But instead of feeling the relief of grace in this time of transition, I felt terror bubbling up in my heart: Could what happened to my parents happen to us, too?

We were too tired to work on our marriage, too overwhelmed to engage in healthy conversation, too busy with feeding schedules and nap schedules and work schedules to prioritize each other. I believed we would surface at some point, but how would another child, and then maybe even another, compound this struggle? Will I end up like my parents simply because I was too tired to do anything different?

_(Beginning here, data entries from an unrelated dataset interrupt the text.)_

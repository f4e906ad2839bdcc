//! The four per-format renderers. Each consumes an aggregated and paginated
//! view of one [`DocumentRequest`](crate::models::DocumentRequest) plus the
//! images resolved for it, and produces a complete byte buffer. Renderers are
//! synchronous; the orchestrator runs them on a blocking thread.

pub mod pdf;
pub mod slides;
pub mod spreadsheet;
pub mod word;

use crate::engine::aggregate::{aggregate, GroupBy, GroupOrder};
use crate::models::{CategoryGroup, DocumentRequest};

/// Grouping key for a request: room when the caller asked for it, category
/// otherwise. Shared by every renderer so the four outputs group identically.
pub(crate) fn group_request_items(
    request: &DocumentRequest,
    order: GroupOrder,
) -> Vec<CategoryGroup> {
    let group_by = if request.flags.group_by_room { GroupBy::Room } else { GroupBy::Category };
    aggregate(&request.items, group_by, order)
}

/// Standard engagement terms printed on both proposal formats.
pub(crate) const PROPOSAL_TERMS: &[&str] = &[
    "This proposal is valid for 30 days from the date above.",
    "Work begins upon signed acceptance and receipt of the initial deposit.",
    "Item prices are supplier quotes and may change until orders are placed.",
    "Lead times vary by supplier and are confirmed at ordering.",
    "Taxes, shipping and installation are billed separately unless itemized.",
];

/// Quantities print without a fraction when whole.
pub(crate) fn quantity_text(quantity: f64) -> String {
    if quantity.fract() == 0.0 {
        format!("{quantity:.0}")
    } else {
        format!("{quantity:.2}")
    }
}

/// Scales (width, height) to fit inside a bounding box, preserving aspect.
pub(crate) fn fit_box(aspect: f64, max_w: f64, max_h: f64) -> (f64, f64) {
    if aspect <= 0.0 {
        return (max_w, max_h);
    }
    if max_w / max_h > aspect {
        (max_h * aspect, max_h)
    } else {
        (max_w, max_w / aspect)
    }
}

#[cfg(test)]
mod tests {
    use super::*;

    #[test]
    fn fit_box_constrains_the_long_side() {
        // Wide image in a square box: width pinned.
        let (w, h) = fit_box(2.0, 100.0, 100.0);
        assert!((w - 100.0).abs() < 1e-9);
        assert!((h - 50.0).abs() < 1e-9);

        // Tall image: height pinned.
        let (w, h) = fit_box(0.5, 100.0, 100.0);
        assert!((w - 50.0).abs() < 1e-9);
        assert!((h - 100.0).abs() < 1e-9);
    }

    #[test]
    fn degenerate_aspect_falls_back_to_the_box() {
        assert_eq!(fit_box(0.0, 80.0, 40.0), (80.0, 40.0));
    }

    #[test]
    fn quantity_text_drops_whole_number_decimals() {
        assert_eq!(quantity_text(2.0), "2");
        assert_eq!(quantity_text(2.5), "2.50");
    }
}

On some level, divorce seems as random a tragedy as a car accident. If it can happen to my parents, to that well-known pastor, to those dear friends, then surely that disaster can strike my house. Paradoxically, it also feels too much within my control. Whenever I hear a story of another person’s divorce, I look for proof that that the signs were there, proof that those signs are not in my marriage, proof that it won’t—that it can’t possibly—happen to us, too. We go on dates and laugh together and dream about the future and affirm each other daily. But we also fight about stupid things and lose our patience too quickly and have less sex than we probably should. If marriage is built through our everyday actions, I worry that mine are not enough to keep us safe.

***

When I can’t seem to stop swinging on the pendulum from craving control to giving in to fatalistic thinking, I am reminded of this truth: God is in the business of breaking generational struggles and renewing all things and equipping us to love well. He doesn’t need me to always get it right, and ultimately, the health of my marriage doesn’t depend on a flawless performance from me (though, of course, I do bear the responsibility for my own actions). I can have confidence, after a long road of healing since my parents’ divorce, that God is good, he is for my marriage, and he is with my family in whatever comes.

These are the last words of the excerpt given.